This paper introduces a new family of reconstruction codes which is motivated by applications in DNA data storage and sequencing. In such applications, DNA strands are sequenced by reading some subset of their substrings. While previous works considered two extreme cases in which all substrings of pre-defined lengths are read or substrings are read with no overlap for the single string case, this work studies two extensions of this paradigm.
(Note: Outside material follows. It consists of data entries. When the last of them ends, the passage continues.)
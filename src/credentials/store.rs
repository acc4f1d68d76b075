//! Filesystem-based credential store.
//!
//! Stores secrets as a JSON object in `~/.config/shipnote/credentials.json`,
//! readable only by the owner on Unix.

use std::collections::BTreeMap;
use std::path::{Path, PathBuf};

use super::{CredentialError, CredentialStore};

/// Filesystem-based credential store.
pub struct FileCredentialStore {
    path: Option<PathBuf>,
}

impl FileCredentialStore {
    /// Create a store at the default location.
    pub fn new() -> Self {
        let path = dirs::config_dir().map(|d| {
            d.join(crate::constants::CONFIG_DIR)
                .join(crate::constants::CREDENTIALS_FILENAME)
        });
        Self { path }
    }

    /// Create a store backed by a specific file (useful for testing).
    pub fn new_with_path(path: PathBuf) -> Self {
        Self { path: Some(path) }
    }

    /// Return the credential file path.
    pub fn path(&self) -> Option<&Path> {
        self.path.as_deref()
    }

    fn require_path(&self) -> Result<&Path, CredentialError> {
        self.path.as_deref().ok_or(CredentialError::NoConfigDir)
    }

    fn load(&self) -> Result<BTreeMap<String, String>, CredentialError> {
        let path = self.require_path()?;
        if !path.exists() {
            return Ok(BTreeMap::new());
        }
        let content = std::fs::read_to_string(path).map_err(|source| CredentialError::Io {
            path: path.to_path_buf(),
            source,
        })?;
        if content.trim().is_empty() {
            return Ok(BTreeMap::new());
        }
        serde_json::from_str(&content).map_err(|source| CredentialError::Corrupt {
            path: path.to_path_buf(),
            source,
        })
    }

    fn save(&self, values: &BTreeMap<String, String>) -> Result<(), CredentialError> {
        let path = self.require_path()?;
        let io_err = |source| CredentialError::Io {
            path: path.to_path_buf(),
            source,
        };

        if let Some(parent) = path.parent() {
            std::fs::create_dir_all(parent).map_err(io_err)?;
        }
        let content = serde_json::to_string_pretty(values).map_err(|source| {
            CredentialError::Corrupt {
                path: path.to_path_buf(),
                source,
            }
        })?;
        write_private(path, content.as_bytes()).map_err(io_err)
    }
}

impl Default for FileCredentialStore {
    fn default() -> Self {
        Self::new()
    }
}

/// Write `content` to a file only the owner can read.
///
/// New files are created with mode 0600; an existing file is tightened
/// before it is truncated.
#[cfg(unix)]
fn write_private(path: &Path, content: &[u8]) -> std::io::Result<()> {
    use std::io::Write;
    use std::os::unix::fs::{OpenOptionsExt, PermissionsExt};

    if path.exists() {
        std::fs::set_permissions(path, std::fs::Permissions::from_mode(0o600))?;
    }
    let mut file = std::fs::OpenOptions::new()
        .write(true)
        .create(true)
        .truncate(true)
        .mode(0o600)
        .open(path)?;
    file.write_all(content)
}

#[cfg(not(unix))]
fn write_private(path: &Path, content: &[u8]) -> std::io::Result<()> {
    std::fs::write(path, content)
}

impl CredentialStore for FileCredentialStore {
    fn get(&self, key: &str) -> Result<Option<String>, CredentialError> {
        Ok(self.load()?.remove(key))
    }

    fn set(&self, key: &str, value: &str) -> Result<(), CredentialError> {
        let mut values = self.load()?;
        values.insert(key.to_string(), value.to_string());
        self.save(&values)
    }

    fn remove(&self, key: &str) -> Result<bool, CredentialError> {
        let mut values = self.load()?;
        let removed = values.remove(key).is_some();
        if removed {
            self.save(&values)?;
        }
        Ok(removed)
    }
}

#[cfg(test)]
mod tests {
    use super::*;

    fn temp_store() -> (tempfile::TempDir, FileCredentialStore) {
        let dir = tempfile::tempdir().unwrap();
        let store = FileCredentialStore::new_with_path(dir.path().join("nested").join("credentials.json"));
        (dir, store)
    }

    #[test]
    fn missing_file_reads_as_empty() {
        let (_dir, store) = temp_store();
        assert_eq!(store.get("github").unwrap(), None);
        assert!(!store.remove("github").unwrap());
    }

    #[test]
    fn set_get_remove() {
        let (_dir, store) = temp_store();
        store.set("github", "ghp_secret").unwrap();
        store.set("other", "value").unwrap();
        assert_eq!(store.get("github").unwrap().as_deref(), Some("ghp_secret"));

        assert!(store.remove("github").unwrap());
        assert_eq!(store.get("github").unwrap(), None);
        assert_eq!(store.get("other").unwrap().as_deref(), Some("value"));
    }

    #[cfg(unix)]
    #[test]
    fn file_is_owner_only() {
        use std::os::unix::fs::PermissionsExt;
        let (_dir, store) = temp_store();
        store.set("github", "ghp_secret").unwrap();
        let mode = std::fs::metadata(store.path().unwrap()).unwrap().permissions().mode();
        assert_eq!(mode & 0o777, 0o600);
    }

    #[cfg(unix)]
    #[test]
    fn existing_readable_file_is_tightened_on_save() {
        use std::os::unix::fs::PermissionsExt;
        let (_dir, store) = temp_store();
        let path = store.path().unwrap().to_path_buf();
        std::fs::create_dir_all(path.parent().unwrap()).unwrap();
        std::fs::write(&path, "{}").unwrap();
        std::fs::set_permissions(&path, std::fs::Permissions::from_mode(0o644)).unwrap();

        store.set("github", "ghp_secret").unwrap();
        let mode = std::fs::metadata(&path).unwrap().permissions().mode();
        assert_eq!(mode & 0o777, 0o600);
        assert_eq!(store.get("github").unwrap().as_deref(), Some("ghp_secret"));
    }

    #[test]
    fn corrupt_file_is_reported() {
        let (_dir, store) = temp_store();
        let path = store.path().unwrap().to_path_buf();
        std::fs::create_dir_all(path.parent().unwrap()).unwrap();
        std::fs::write(&path, "{not json").unwrap();
        let err = store.get("github").unwrap_err();
        assert!(err.to_string().contains("corrupt"), "got: {err}");
    }

    #[test]
    fn default_path_mentions_app_dir() {
        if let Some(path) = FileCredentialStore::new().path() {
            assert!(path.to_string_lossy().contains("shipnote"));
        }
    }
}
//! Config struct and loading logic.
//!
//! Priority (highest to lowest):
//! 1. CLI flags
//! 2. Environment variables
//! 3. `.shipnote.toml` in repo root
//! 4. `~/.config/shipnote/config.toml` (global defaults)
//! 5. Built-in defaults

use serde::{Deserialize, Serialize};
use std::path::{Path, PathBuf};
use thiserror::Error;

use crate::constants::{
    ENV_API_KEY, ENV_BASE_URL, ENV_GITHUB_API, ENV_MODEL, ENV_PROVIDER, GITHUB_API_BASE,
};
use crate::env::Env;
use crate::models::ProviderName;
use crate::render::DEFAULT_HEADING_MARKERS;

/// Errors during config loading.
#[derive(Error, Debug)]
pub enum ConfigError {
    #[error("failed to read config file {path}: {source}")]
    ReadFile {
        path: PathBuf,
        source: std::io::Error,
    },

    #[error("failed to parse config file {path}: {source}")]
    ParseFile {
        path: PathBuf,
        source: toml::de::Error,
    },
}

/// Top-level configuration.
#[derive(Debug, Clone, Default, Serialize, Deserialize)]
#[serde(default)]
pub struct Config {
    pub provider: ProviderConfig,
    pub generation: GenerationConfig,
    pub github: GithubConfig,
    pub render: RenderConfig,
}

/// Generation service configuration.
#[derive(Clone, Serialize, Deserialize)]
#[serde(default)]
pub struct ProviderConfig {
    pub name: ProviderName,
    pub model: String,
    pub base_url: Option<String>,
    pub api_key: Option<String>,
}

impl std::fmt::Debug for ProviderConfig {
    fn fmt(&self, f: &mut std::fmt::Formatter<'_>) -> std::fmt::Result {
        f.debug_struct("ProviderConfig")
            .field("name", &self.name)
            .field("model", &self.model)
            .field("base_url", &self.base_url)
            .field("api_key", &self.api_key.as_ref().map(|_| "[REDACTED]"))
            .finish()
    }
}

impl Default for ProviderConfig {
    fn default() -> Self {
        Self {
            name: ProviderName::Anthropic,
            model: "claude-sonnet-4-20250514".to_string(),
            base_url: None,
            api_key: None,
        }
    }
}

/// Prompt sizing and sampling settings.
#[derive(Debug, Clone, PartialEq, Serialize, Deserialize)]
#[serde(default)]
pub struct GenerationConfig {
    /// Upper bound on the serialized commit list, in characters.
    pub max_prompt_chars: usize,
    pub max_tokens: u64,
    pub temperature: f64,
}

impl Default for GenerationConfig {
    fn default() -> Self {
        Self {
            max_prompt_chars: 60_000,
            max_tokens: 4000,
            temperature: 0.3,
        }
    }
}

/// GitHub API settings.
#[derive(Debug, Clone, PartialEq, Eq, Serialize, Deserialize)]
#[serde(default)]
pub struct GithubConfig {
    pub api_base: String,
    /// Result ceiling when no window or limit is given.
    pub default_limit: usize,
    /// Result ceiling for `--all`.
    pub all_limit: usize,
}

impl Default for GithubConfig {
    fn default() -> Self {
        Self {
            api_base: GITHUB_API_BASE.to_string(),
            default_limit: 100,
            all_limit: 1000,
        }
    }
}

/// Response segmentation settings.
#[derive(Debug, Clone, PartialEq, Eq, Serialize, Deserialize)]
#[serde(default)]
pub struct RenderConfig {
    /// Line prefixes that start a new section.
    pub heading_markers: Vec<String>,
}

impl Default for RenderConfig {
    fn default() -> Self {
        Self {
            heading_markers: DEFAULT_HEADING_MARKERS
                .iter()
                .map(|m| m.to_string())
                .collect(),
        }
    }
}

impl Config {
    /// Load configuration with proper layering.
    ///
    /// Reads from global config, repo-local config, then applies
    /// environment variable overrides.
    pub fn load(repo_root: Option<&Path>, env: &Env) -> Result<Self, ConfigError> {
        let mut config = Config::default();

        // Layer 4: global config
        if let Some(global_path) = Self::global_config_path() {
            if global_path.exists() {
                let global = Self::load_file(&global_path)?;
                config.merge(global);
            }
        }

        // Layer 3: repo-local config
        if let Some(root) = repo_root {
            let local_path = root.join(crate::constants::CONFIG_FILENAME);
            if local_path.exists() {
                let local = Self::load_file(&local_path)?;
                config.merge(local);
            }
        }

        // Layer 2: environment variables
        config.apply_env_vars(env);

        Ok(config)
    }

    /// Load a config from a specific file.
    fn load_file(path: &Path) -> Result<Self, ConfigError> {
        let content = std::fs::read_to_string(path).map_err(|e| ConfigError::ReadFile {
            path: path.to_path_buf(),
            source: e,
        })?;
        toml::from_str(&content).map_err(|e| ConfigError::ParseFile {
            path: path.to_path_buf(),
            source: e,
        })
    }

    /// Get the global config file path.
    fn global_config_path() -> Option<PathBuf> {
        dirs::config_dir().map(|d| d.join(crate::constants::CONFIG_DIR).join("config.toml"))
    }

    /// Merge another config into this one (other takes precedence for non-default values).
    fn merge(&mut self, other: Config) {
        // Provider settings
        let default_provider = ProviderConfig::default();
        if other.provider.name != default_provider.name {
            self.provider.name = other.provider.name;
        }
        if other.provider.model != default_provider.model {
            self.provider.model = other.provider.model;
        }
        if other.provider.base_url.is_some() {
            self.provider.base_url = other.provider.base_url;
        }
        if other.provider.api_key.is_some() {
            self.provider.api_key = other.provider.api_key;
        }

        // Generation settings
        let default_generation = GenerationConfig::default();
        if other.generation.max_prompt_chars != default_generation.max_prompt_chars {
            self.generation.max_prompt_chars = other.generation.max_prompt_chars;
        }
        if other.generation.max_tokens != default_generation.max_tokens {
            self.generation.max_tokens = other.generation.max_tokens;
        }
        if other.generation.temperature != default_generation.temperature {
            self.generation.temperature = other.generation.temperature;
        }

        // GitHub settings
        let default_github = GithubConfig::default();
        if other.github.api_base != default_github.api_base {
            self.github.api_base = other.github.api_base;
        }
        if other.github.default_limit != default_github.default_limit {
            self.github.default_limit = other.github.default_limit;
        }
        if other.github.all_limit != default_github.all_limit {
            self.github.all_limit = other.github.all_limit;
        }

        // Render settings
        if other.render != RenderConfig::default() {
            self.render = other.render;
        }
    }

    /// Apply environment variable overrides.
    fn apply_env_vars(&mut self, env: &Env) {
        if let Some(val) = env.non_empty(ENV_PROVIDER) {
            if let Ok(name) = val.parse::<ProviderName>() {
                self.provider.name = name;
            } else {
                tracing::warn!("ignoring invalid {ENV_PROVIDER} value: {val}");
            }
        }
        if let Some(val) = env.non_empty(ENV_MODEL) {
            self.provider.model = val;
        }
        if let Some(val) = env.non_empty(ENV_BASE_URL) {
            self.provider.base_url = Some(val);
        }

        // Provider-specific API key resolution
        let api_key = env.first_non_empty(&[ENV_API_KEY, self.provider.name.api_key_env_var()]);
        if api_key.is_some() {
            self.provider.api_key = api_key;
        }

        if let Some(val) = env.non_empty(ENV_GITHUB_API) {
            self.github.api_base = val;
        }
    }
}
//! Shared types used across all modules.
//!
//! Commit records, changelog results, repository references and the
//! resolved input mode live here. Other modules import from here rather
//! than reaching into each other's internals.

pub mod changelog;
pub mod commit;
pub mod repo;

use std::fmt;
use std::path::PathBuf;

use serde::{Deserialize, Serialize};

pub use changelog::{ChangelogResult, ErrorKind, Section};
pub use commit::{ChangelogRequest, CommitRecord};
pub use repo::{LocalQuery, RemoteQuery, RepoRef, Repository};

/// Where the commits for a run come from, resolved from CLI flags.
#[derive(Debug, Clone)]
pub enum InputMode {
    /// Free-text log, one commit per line, read from a file.
    TextFile(PathBuf),
    /// Free-text log read from stdin.
    Stdin,
    /// JSON array of commit records read from a file.
    CommitsFile(PathBuf),
    /// History of a local git work tree.
    Local(LocalQuery),
    /// History of a GitHub repository. `all_history` asks for the raised ceiling.
    Remote {
        url: String,
        query: RemoteQuery,
        all_history: bool,
    },
}

/// Supported LLM provider backends.
#[derive(Debug, Clone, Copy, Default, PartialEq, Eq, Hash, Serialize, Deserialize)]
#[serde(rename_all = "lowercase")]
pub enum ProviderName {
    #[default]
    Anthropic,
    #[serde(rename = "openai")]
    OpenAI,
    Cohere,
    Gemini,
    Perplexity,
    #[serde(rename = "deepseek")]
    DeepSeek,
    #[serde(rename = "xai")]
    XAI,
    Groq,
    /// Any OpenAI-compatible API (e.g. Ollama, Together, local servers).
    #[serde(rename = "openai-compatible")]
    OpenAICompatible,
}

impl fmt::Display for ProviderName {
    fn fmt(&self, f: &mut fmt::Formatter<'_>) -> fmt::Result {
        match self {
            ProviderName::Anthropic => write!(f, "anthropic"),
            ProviderName::OpenAI => write!(f, "openai"),
            ProviderName::Cohere => write!(f, "cohere"),
            ProviderName::Gemini => write!(f, "gemini"),
            ProviderName::Perplexity => write!(f, "perplexity"),
            ProviderName::DeepSeek => write!(f, "deepseek"),
            ProviderName::XAI => write!(f, "xai"),
            ProviderName::Groq => write!(f, "groq"),
            ProviderName::OpenAICompatible => write!(f, "openai-compatible"),
        }
    }
}

impl std::str::FromStr for ProviderName {
    type Err = String;

    fn from_str(s: &str) -> Result<Self, Self::Err> {
        match s.to_lowercase().as_str() {
            "anthropic" => Ok(ProviderName::Anthropic),
            "openai" => Ok(ProviderName::OpenAI),
            "cohere" => Ok(ProviderName::Cohere),
            "gemini" => Ok(ProviderName::Gemini),
            "perplexity" => Ok(ProviderName::Perplexity),
            "deepseek" => Ok(ProviderName::DeepSeek),
            "xai" => Ok(ProviderName::XAI),
            "groq" => Ok(ProviderName::Groq),
            "openai-compatible" => Ok(ProviderName::OpenAICompatible),
            other => Err(format!(
                "unsupported provider: '{other}'. Supported: anthropic, openai, cohere, \
                 gemini, perplexity, deepseek, xai, groq, openai-compatible"
            )),
        }
    }
}

impl ProviderName {
    /// Returns the provider-specific environment variable name for the API key.
    ///
    /// These match the env var names used by rig-core's `from_env()` implementations.
    pub fn api_key_env_var(self) -> &'static str {
        match self {
            ProviderName::Anthropic => "ANTHROPIC_API_KEY",
            ProviderName::OpenAI | ProviderName::OpenAICompatible => "OPENAI_API_KEY",
            ProviderName::Cohere => "COHERE_API_KEY",
            ProviderName::Gemini => "GEMINI_API_KEY",
            ProviderName::Perplexity => "PERPLEXITY_API_KEY",
            ProviderName::DeepSeek => "DEEPSEEK_API_KEY",
            ProviderName::XAI => "XAI_API_KEY",
            ProviderName::Groq => "GROQ_API_KEY",
        }
    }
}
The first extension considers the setup in which consecutive substrings are read with some given minimum overlap. First, an upper bound is provided on the attainable rates of codes that guarantee unique reconstruction. Then, efficient constructions of codes that asymptotically meet that upper bound are presented. In the second extension, we study the setup where multiple strings are reconstructed together. Given the number of strings and their length, we first derive a lower bound on the read substrings' length $\ell$ that is necessary for the existence of multi-strand reconstruction codes with non-vanishing rates. We then present two constructions of such codes and show that their rates approach 1 for values of $\ell$ that asymptotically behave like the lower bound.

翻译：本文提出了一类新的重建码，其动机源于DNA数据存储与测序应用。在此类应用中，通过读取DNA链的部分子串对其进行测序。以往研究关注两种极端情况：读取所有预定义长度的子串，或针对单条DNA链读取无重叠子串。本文对此范式进行两种扩展。第一种扩展考虑以给定最小重叠度读取连续子串的场景。首先给出保证唯一重建的码可达速率的上界，随后提出渐近达到该上界的高效码构造方案。第二种扩展研究多条DNA链联合重建的场景。给定链的数量及长度，首先推导确保具有非零速率的链重建码存在所需的子串长度$\ell$下界，随后提出两种该类码的构造方案，并证明当$\ell$渐近趋近该下界时，其速率趋近于1。